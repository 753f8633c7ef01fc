// Copyright Exograph, Inc. All rights reserved.
//
// Use of this software is governed by the Business Source License
// included in the LICENSE file at the root of this repository.
//
// As of the Change Date specified in that file, in accordance with
// the Business Source License, use of this software will be governed
// by the Apache License, Version 2.0.

use std::sync::Arc;

use serde::{Deserialize, Serialize};

use crate::argument::OperationArgument;
use crate::executable::Executable;
use crate::type_algebra::{GraphType, TypeArena, stripped};

#[derive(Debug, Clone, PartialEq, Serialize, Deserialize)]
pub struct Deprecation {
    pub reason: Option<String>,
}

/// One concrete way to satisfy an operation: a single executable with its
/// accepted arguments and the dispatch fingerprints it answers to.
#[derive(Debug)]
pub struct Resolver {
    pub name: String,
    pub description: Option<String>,
    pub deprecation: Option<Deprecation>,
    pub executable: Arc<dyn Executable>,
    pub arguments: Vec<OperationArgument>,
    /// Bounds-erased version of the executable's declared return type.
    pub return_type: GraphType,
    /// Whether the operation built from this resolver may be attached under
    /// any result of its source type, independent of the nesting trail.
    pub embeddable: bool,
}

impl Resolver {
    pub fn new(
        name: impl Into<String>,
        executable: Arc<dyn Executable>,
        arguments: Vec<OperationArgument>,
        arena: &TypeArena,
    ) -> Self {
        let return_type = stripped(arena, executable.return_type());
        Self {
            name: name.into(),
            description: None,
            deprecation: None,
            executable,
            arguments,
            return_type,
            embeddable: false,
        }
    }

    pub fn description(mut self, description: Option<String>) -> Self {
        self.description = description;
        self
    }

    pub fn deprecation(mut self, deprecation: Option<Deprecation>) -> Self {
        self.deprecation = deprecation;
        self
    }

    pub fn embeddable(mut self, embeddable: bool) -> Self {
        self.embeddable = embeddable;
        self
    }

    /// Arguments bound to the parent operation's result.
    pub fn source_arguments(&self) -> impl Iterator<Item = &OperationArgument> {
        self.arguments.iter().filter(|arg| arg.resolver_source)
    }

    pub fn source_types(&self) -> Vec<&GraphType> {
        self.source_arguments().map(|arg| &arg.typ).collect()
    }

    /// The argument-name signatures this resolver answers to: one per
    /// possible excluded source argument, plus one excluding none. Context
    /// and paging arguments are never part of a fingerprint.
    pub fn fingerprints(&self) -> Vec<String> {
        self.fingerprints_excluding(&[])
    }

    /// Like [`Resolver::fingerprints`], with additional excluded names. The
    /// operation builder passes the names that any overload marks as
    /// context/paging, so the exclusion holds across the whole operation.
    pub fn fingerprints_excluding(&self, excluded: &[&str]) -> Vec<String> {
        let base: Vec<&str> = self
            .arguments
            .iter()
            .filter(|arg| arg.fingerprint_relevant() && !excluded.contains(&arg.name.as_str()))
            .map(|arg| arg.name.as_str())
            .collect();

        let mut fingerprints = vec![fingerprint_of(base.iter().copied())];
        for source in self.source_arguments() {
            fingerprints.push(fingerprint_of(
                base.iter().copied().filter(|name| *name != source.name),
            ));
        }
        fingerprints
    }

    pub fn supports_paged_requests(&self) -> bool {
        self.arguments.iter().any(|arg| arg.paging)
    }

    /// A primary resolver's sole client-visible argument is an identity
    /// lookup.
    pub fn is_primary(&self) -> bool {
        let mut client_args = self
            .arguments
            .iter()
            .filter(|arg| arg.mappable && !arg.context && !arg.resolver_source);
        match (client_args.next(), client_args.next()) {
            (Some(only), None) => only.identity,
            _ => false,
        }
    }

    /// Identity is defined by the underlying executable.
    pub fn same_executable(&self, other: &Resolver) -> bool {
        self.executable.element().elements() == other.executable.element().elements()
    }
}

/// The dispatch key for a set of argument names: sorted and comma-joined.
pub fn fingerprint_of<'a>(names: impl IntoIterator<Item = &'a str>) -> String {
    let mut names: Vec<&str> = names.into_iter().collect();
    names.sort_unstable();
    names.join(",")
}

#[cfg(test)]
mod tests {
    use super::*;
    use crate::annotation::AnnotationMap;
    use crate::executable::{Handler, MethodExecutable};
    use crate::type_algebra::ClassDescriptor;
    use crate::typed_element::{ElementRef, TypedElement};
    use crate::value::Val;
    use multiplatform_test::multiplatform_test;

    fn resolver(arena: &mut TypeArena, arguments: Vec<OperationArgument>) -> Resolver {
        let user = arena.add_class(ClassDescriptor::new("User"));
        let element = TypedElement::new(
            "user",
            GraphType::class(user),
            ElementRef::new(user, 0),
            AnnotationMap::default(),
        );
        let executable = MethodExecutable::new(
            element,
            vec![],
            Handler::from_fn(|_, _| Ok(Val::Null)),
        );
        Resolver::new("user", Arc::new(executable), arguments, arena)
    }

    #[multiplatform_test]
    fn fingerprint_is_sorted_and_comma_joined() {
        assert_eq!(fingerprint_of(["b", "a", "c"]), "a,b,c");
        assert_eq!(fingerprint_of([]), "");
    }

    #[multiplatform_test]
    fn one_fingerprint_per_excluded_source_argument() {
        let mut arena = TypeArena::new();
        let int = arena.primitive("Int");
        let arguments = vec![
            OperationArgument::new("id", GraphType::class(int)),
            OperationArgument::new("parent", GraphType::class(int)).resolver_source(),
        ];
        let resolver = resolver(&mut arena, arguments);

        let fingerprints = resolver.fingerprints();
        assert_eq!(fingerprints, vec!["id,parent".to_string(), "id".to_string()]);
    }

    #[multiplatform_test]
    fn context_and_paging_arguments_are_excluded() {
        let mut arena = TypeArena::new();
        let int = arena.primitive("Int");
        let arguments = vec![
            OperationArgument::new("id", GraphType::class(int)),
            OperationArgument::new("ctx", GraphType::class(int)).context(),
            OperationArgument::new("page", GraphType::class(int)).paging(),
        ];
        let resolver = resolver(&mut arena, arguments);

        assert_eq!(resolver.fingerprints(), vec!["id".to_string()]);
    }

    #[multiplatform_test]
    fn primary_resolver_has_a_single_identity_argument() {
        let mut arena = TypeArena::new();
        let int = arena.primitive("Int");

        let primary = resolver(
            &mut arena,
            vec![OperationArgument::new("id", GraphType::class(int)).identity()],
        );
        assert!(primary.is_primary());

        let not_primary = resolver(
            &mut arena,
            vec![
                OperationArgument::new("id", GraphType::class(int)).identity(),
                OperationArgument::new("name", GraphType::class(int)),
            ],
        );
        assert!(!not_primary.is_primary());
    }
}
—————
Return a copy of each line in the entries that carries the string "struct".

pub struct Deprecation {
pub struct Resolver {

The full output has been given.